After a long day of production and other classes, Olivia used to go to her brother, a 2010 Penn grad, Joe’s apartment to make dinner (The Restaurant School dorms don’t have kitchens).
She had less time on her hands when she began working at Penne in her sophomore year to fulfill the college’s internship requirement. Although she knows some people who struggled to find jobs, she doesn’t know anyone in her class who does not have a job now.
Olivia decided to go to culinary school because “All I could think about all day when I was in [high] school was what I was going to make to eat that night.” She went for pastries because she never skips dessert and likes the challenge, calling baking “the perfect mesh of art and science.”
Now that she is “a real person,” Olivia knows her passion for baking “truly is love” because she is willing to put up with the exhaustion, heat and injuries that come with working in a kitchen.
Average entry–level pay is only around $11 per hour for someone with a culinary degree. “In this field you are supposed to start from dirt,” explains Olivia.
EATING AT THE RESTAURANT SCHOOL:
All restaurants are open Tuesday through Saturday, 5:30–10:00 p.m., and are located at 4027 Walnut St.
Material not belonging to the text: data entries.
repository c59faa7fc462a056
//! Modelo de Tarjeta
//!
//! Mapea la tabla `tarjeta`. `categoria_id` no está restringida por una
//! clave foránea: puede apuntar a una categoría que ya no existe.
//!
//! La tabla pertenece a la base remota y puede no haberla creado este
//! servicio, así que los campos del cliente se leen como opcionales.

use chrono::NaiveDateTime;
use serde::Serialize;
use sqlx::FromRow;

/// Fila de la tabla tarjeta
#[derive(Debug, Clone, Serialize, FromRow, PartialEq)]
pub struct Tarjeta {
    pub tarj_id: i64,
    pub title: Option<String>,
    pub value: Option<f64>,
    pub description: Option<String>,
    pub images: Option<String>,
    pub categoria_id: Option<i64>,
    pub create_ad: NaiveDateTime,
    pub updated_at: Option<NaiveDateTime>,
}

/// Tarjeta con el nombre de su categoría (LEFT JOIN)
#[derive(Debug, Clone, Serialize, FromRow, PartialEq)]
pub struct TarjetaConCategoria {
    #[sqlx(flatten)]
    #[serde(flatten)]
    pub tarjeta: Tarjeta,
    pub categoria_nombre: Option<String>,
}
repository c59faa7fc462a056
use axum::{
    extract::{Path, State},
    routing::{get, put},
    Json, Router,
};
use crate::controllers::categoria_controller::{CategoriaController, CATEGORIA_NO_ENCONTRADA};
use crate::dto::categoria_dto::CategoriaRequest;
use crate::dto::response_dto::ApiResponse;
use crate::models::Categoria;
use crate::state::AppState;
use crate::utils::errors::AppError;
use crate::utils::validation::{parse_id, ValidatedJson};

pub fn create_categoria_router() -> Router<AppState> {
    Router::new()
        .route("/", get(list_categorias).post(create_categoria))
        .route("/:id", put(update_categoria).delete(delete_categoria))
}

async fn list_categorias(
    State(state): State<AppState>,
) -> Result<Json<Vec<Categoria>>, AppError> {
    let controller = CategoriaController::new(state.pool.clone());
    let categorias = controller.list().await?;
    Ok(Json(categorias))
}

async fn create_categoria(
    State(state): State<AppState>,
    ValidatedJson(request): ValidatedJson<CategoriaRequest>,
) -> Result<Json<ApiResponse>, AppError> {
    let controller = CategoriaController::new(state.pool.clone());
    let response = controller.create(request).await?;
    Ok(Json(response))
}

async fn update_categoria(
    State(state): State<AppState>,
    Path(id): Path<String>,
    ValidatedJson(request): ValidatedJson<CategoriaRequest>,
) -> Result<Json<ApiResponse>, AppError> {
    let id = parse_id(&id, CATEGORIA_NO_ENCONTRADA)?;
    let controller = CategoriaController::new(state.pool.clone());
    let response = controller.update(id, request).await?;
    Ok(Json(response))
}

async fn delete_categoria(
    State(state): State<AppState>,
    Path(id): Path<String>,
) -> Result<Json<ApiResponse>, AppError> {
    let id = parse_id(&id, CATEGORIA_NO_ENCONTRADA)?;
    let controller = CategoriaController::new(state.pool.clone());
    let response = controller.delete(id).await?;
    Ok(Json(response))
}
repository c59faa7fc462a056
//! Configuración de base de datos
//!
//! Este módulo maneja la configuración del pool SQLite de SQLx.

use sqlx::sqlite::{SqliteConnectOptions, SqlitePool, SqlitePoolOptions};
use std::env;
use std::str::FromStr;
use std::time::Duration;

use super::ConfigError;

const SQLITE_MEMORY_URL: &str = "sqlite::memory:";

/// Configuración de la base de datos
#[derive(Debug, Clone)]
pub struct DatabaseConfig {
    pub url: String,
    pub max_connections: u32,
    pub min_connections: u32,
    pub acquire_timeout: Duration,
    pub idle_timeout: Option<Duration>,
    pub max_lifetime: Option<Duration>,
}

impl DatabaseConfig {
    /// Leer la configuración desde las variables de entorno del proceso
    pub fn from_env() -> Result<Self, ConfigError> {
        Self::from_lookup(|key| env::var(key).ok())
    }

    pub fn from_lookup<F>(lookup: F) -> Result<Self, ConfigError>
    where
        F: Fn(&str) -> Option<String>,
    {
        let url = lookup("DATABASE_URL")
            .filter(|url| !url.trim().is_empty())
            .ok_or(ConfigError::Missing("DATABASE_URL"))?;

        let max_connections = match lookup("DB_MAX_CONNECTIONS") {
            Some(raw) => match raw.trim().parse::<u32>() {
                Ok(n) if n > 0 => n,
                _ => return Err(ConfigError::invalid("DB_MAX_CONNECTIONS", &raw)),
            },
            None => 10,
        };

        let acquire_timeout = match lookup("DB_ACQUIRE_TIMEOUT_SECS") {
            Some(raw) => Duration::from_secs(
                raw.trim()
                    .parse()
                    .map_err(|_| ConfigError::invalid("DB_ACQUIRE_TIMEOUT_SECS", &raw))?,
            ),
            None => Duration::from_secs(30),
        };

        Ok(Self {
            url,
            max_connections,
            min_connections: 1,
            acquire_timeout,
            idle_timeout: Some(Duration::from_secs(300)),
            max_lifetime: Some(Duration::from_secs(3600)),
        })
    }

    /// Configuración para una base de datos en memoria (tests)
    ///
    /// Cada conexión SQLite en memoria es una base distinta, así que el pool
    /// se limita a una única conexión que nunca se recicla.
    pub fn in_memory() -> Self {
        Self {
            url: SQLITE_MEMORY_URL.to_string(),
            max_connections: 1,
            min_connections: 1,
            acquire_timeout: Duration::from_secs(5),
            idle_timeout: None,
            max_lifetime: None,
        }
    }

    /// URL sin parámetros de consulta, apta para logs
    pub fn display_url(&self) -> &str {
        self.url.split('?').next().unwrap_or(&self.url)
    }

    /// Crear un nuevo pool de conexiones
    pub async fn create_pool(&self) -> Result<SqlitePool, sqlx::Error> {
        let options = SqliteConnectOptions::from_str(&self.url)?.create_if_missing(true);

        SqlitePoolOptions::new()
            .max_connections(self.max_connections)
            .min_connections(self.min_connections)
            .acquire_timeout(self.acquire_timeout)
            .idle_timeout(self.idle_timeout)
            .max_lifetime(self.max_lifetime)
            .connect_with(options)
            .await
    }
}
//! Utilidades de validación
//!
//! Extractor de cuerpos JSON tipados y validados, y conversión de los
//! identificadores de ruta.

use async_trait::async_trait;
use axum::{
    extract::{FromRequest, Request},
    Json,
};
use serde::de::DeserializeOwned;
use validator::Validate;

use super::errors::{not_found_error, AppError, AppResult};

/// Cuerpo JSON deserializado y validado antes de llegar al controlador
///
/// Un cuerpo mal formado o que no cumple las reglas de `Validate` se
/// rechaza con 400 sin ejecutar ninguna sentencia.
#[derive(Debug, Clone)]
pub struct ValidatedJson<T>(pub T);

#[async_trait]
impl<T, S> FromRequest<S> for ValidatedJson<T>
where
    T: DeserializeOwned + Validate,
    S: Send + Sync,
{
    type Rejection = AppError;

    async fn from_request(req: Request, state: &S) -> Result<Self, Self::Rejection> {
        let Json(value) = Json::<T>::from_request(req, state)
            .await
            .map_err(|rejection| AppError::BadRequest(rejection.body_text()))?;

        value.validate()?;
        Ok(ValidatedJson(value))
    }
}

/// Convertir un identificador de ruta a su clave entera
///
/// Un identificador no numérico no puede coincidir con ninguna fila, así
/// que se responde igual que una fila inexistente.
pub fn parse_id(raw: &str, not_found_message: &str) -> AppResult<i64> {
    raw.trim()
        .parse::<i64>()
        .map_err(|_| not_found_error(not_found_message))
}

#[cfg(test)]
mod tests {
    use super::*;

    #[test]
    fn test_parse_id_accepts_integers() {
        assert_eq!(parse_id("42", "no").unwrap(), 42);
        assert_eq!(parse_id(" 7 ", "no").unwrap(), 7);
    }

    #[test]
    fn test_parse_id_maps_garbage_to_not_found() {
        let err = parse_id("abc", "Tarjeta no encontrada").unwrap_err();
        assert!(matches!(err, AppError::NotFound(ref msg) if msg == "Tarjeta no encontrada"));
    }
}
//! Modelos del sistema
//!
//! Este módulo contiene los modelos de datos que mapean exactamente a las
//! tablas `tarjeta` y `categoria`.

pub mod categoria;
pub mod tarjeta;

pub use categoria::Categoria;
pub use tarjeta::{Tarjeta, TarjetaConCategoria};
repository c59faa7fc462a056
pub mod categoria_dto;
pub mod response_dto;
pub mod tarjeta_dto;
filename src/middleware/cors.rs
//! Middleware de CORS
//!
//! Este módulo maneja la configuración de CORS para permitir
//! requests desde diferentes orígenes.

use axum::http::{header, HeaderValue, Method};
use tower_http::cors::{AllowOrigin, CorsLayer};
use tracing::warn;

/// Crear el middleware de CORS a partir de los orígenes configurados
///
/// Sin orígenes (o con `*`) se permite cualquier origen.
pub fn cors_layer(origins: &[String]) -> CorsLayer {
    if origins.is_empty() || origins.iter().any(|o| o == "*") {
        return cors_middleware();
    }
    cors_middleware_with_origins(origins)
}

/// Crear middleware de CORS que acepta cualquier origen
pub fn cors_middleware() -> CorsLayer {
    CorsLayer::very_permissive()
}

/// Crear middleware de CORS con orígenes específicos
pub fn cors_middleware_with_origins(origins: &[String]) -> CorsLayer {
    let allowed: Vec<HeaderValue> = origins
        .iter()
        .filter_map(|origin| match HeaderValue::from_str(origin) {
            Ok(value) => Some(value),
            Err(_) => {
                warn!("⚠️ Origen CORS inválido ignorado: {}", origin);
                None
            }
        })
        .collect();

    CorsLayer::new()
        .allow_origin(AllowOrigin::list(allowed))
        .allow_methods([
            Method::GET,
            Method::POST,
            Method::PUT,
            Method::DELETE,
            Method::OPTIONS,
        ])
        .allow_headers([header::CONTENT_TYPE, header::ACCEPT, header::ORIGIN])
        .max_age(std::time::Duration::from_secs(3600))
}
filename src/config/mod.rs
//! Configuración del proyecto
//!
//! Este módulo contiene la configuración de base de datos y las variables de
//! entorno del servidor.

pub mod database;
pub mod environment;

pub use database::DatabaseConfig;
pub use environment::EnvironmentConfig;

use thiserror::Error;

/// Errores al leer la configuración del entorno
#[derive(Error, Debug)]
pub enum ConfigError {
    #[error("{0} must be set")]
    Missing(&'static str),

    #[error("{key} has an invalid value: '{value}'")]
    Invalid { key: &'static str, value: String },
}

impl ConfigError {
    pub(crate) fn invalid(key: &'static str, value: &str) -> Self {
        ConfigError::Invalid {
            key,
            value: value.to_string(),
        }
    }
}
use serde::Deserialize;
use validator::Validate;

// Cuerpo de POST /categoria y PUT /categoria/:id
#[derive(Debug, Clone, Deserialize, Validate)]
pub struct CategoriaRequest {
    #[validate(length(min = 1, max = 100))]
    pub nombre: String,
}
use crate::dto::response_dto::ApiResponse;
use crate::dto::tarjeta_dto::TarjetaRequest;
use crate::models::TarjetaConCategoria;
use crate::repositories::tarjeta_repository::TarjetaRepository;
use crate::utils::errors::{not_found_error, AppError};
use sqlx::SqlitePool;
use tracing::{debug, info};

pub const TARJETA_NO_ENCONTRADA: &str = "Tarjeta no encontrada";

pub struct TarjetaController {
    repository: TarjetaRepository,
}

impl TarjetaController {
    pub fn new(pool: SqlitePool) -> Self {
        Self {
            repository: TarjetaRepository::new(pool),
        }
    }

    pub async fn list(&self) -> Result<Vec<TarjetaConCategoria>, AppError> {
        let tarjetas = self.repository.find_all().await?;
        debug!("📋 {} tarjetas encontradas", tarjetas.len());
        Ok(tarjetas)
    }

    pub async fn create(&self, request: TarjetaRequest) -> Result<ApiResponse, AppError> {
        let result = self.repository.create(&request).await?;
        info!("🆕 Tarjeta creada: {:?}", result.last_insert_rowid);

        Ok(ApiResponse::created("Tarjeta creada", result))
    }

    pub async fn update(&self, tarj_id: i64, request: TarjetaRequest) -> Result<ApiResponse, AppError> {
        let result = self.repository.update(tarj_id, &request).await?;
        if result.is_noop() {
            return Err(not_found_error(TARJETA_NO_ENCONTRADA));
        }

        info!("✏️ Tarjeta {} actualizada", tarj_id);
        Ok(ApiResponse::updated("Tarjeta actualizada", result))
    }

    pub async fn delete(&self, tarj_id: i64) -> Result<ApiResponse, AppError> {
        let result = self.repository.delete(tarj_id).await?;
        if result.is_noop() {
            return Err(not_found_error(TARJETA_NO_ENCONTRADA));
        }

        info!("🗑️ Tarjeta {} eliminada", tarj_id);
        Ok(ApiResponse::deleted("Tarjeta eliminada", result))
    }
}
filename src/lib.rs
//! API CRUD de tarjetas y categorías sobre SQLite.

pub mod config;
pub mod controllers;
pub mod database;
pub mod dto;
pub mod middleware;
pub mod models;
pub mod repositories;
pub mod routes;
pub mod state;
pub mod utils;
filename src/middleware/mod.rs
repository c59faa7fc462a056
//! Middleware del sistema

pub mod cors;

pub use cors::*;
The Italian Trattoria: $13.95 The American Heartland: $21 The International Bistr:o $21 The Great Chefs: $35, $50 with wine pairing
All menus are prix–fixe. Reservations can be made on OpenTable.com
The Pastry Shop Cakes, pies, tortes, croissants, scones, coffee, ready made omelettes A coffee and a breakfast pastry cost approximately $3.25 Monday – Saturday 7:30 a.m.–6:00 p.m.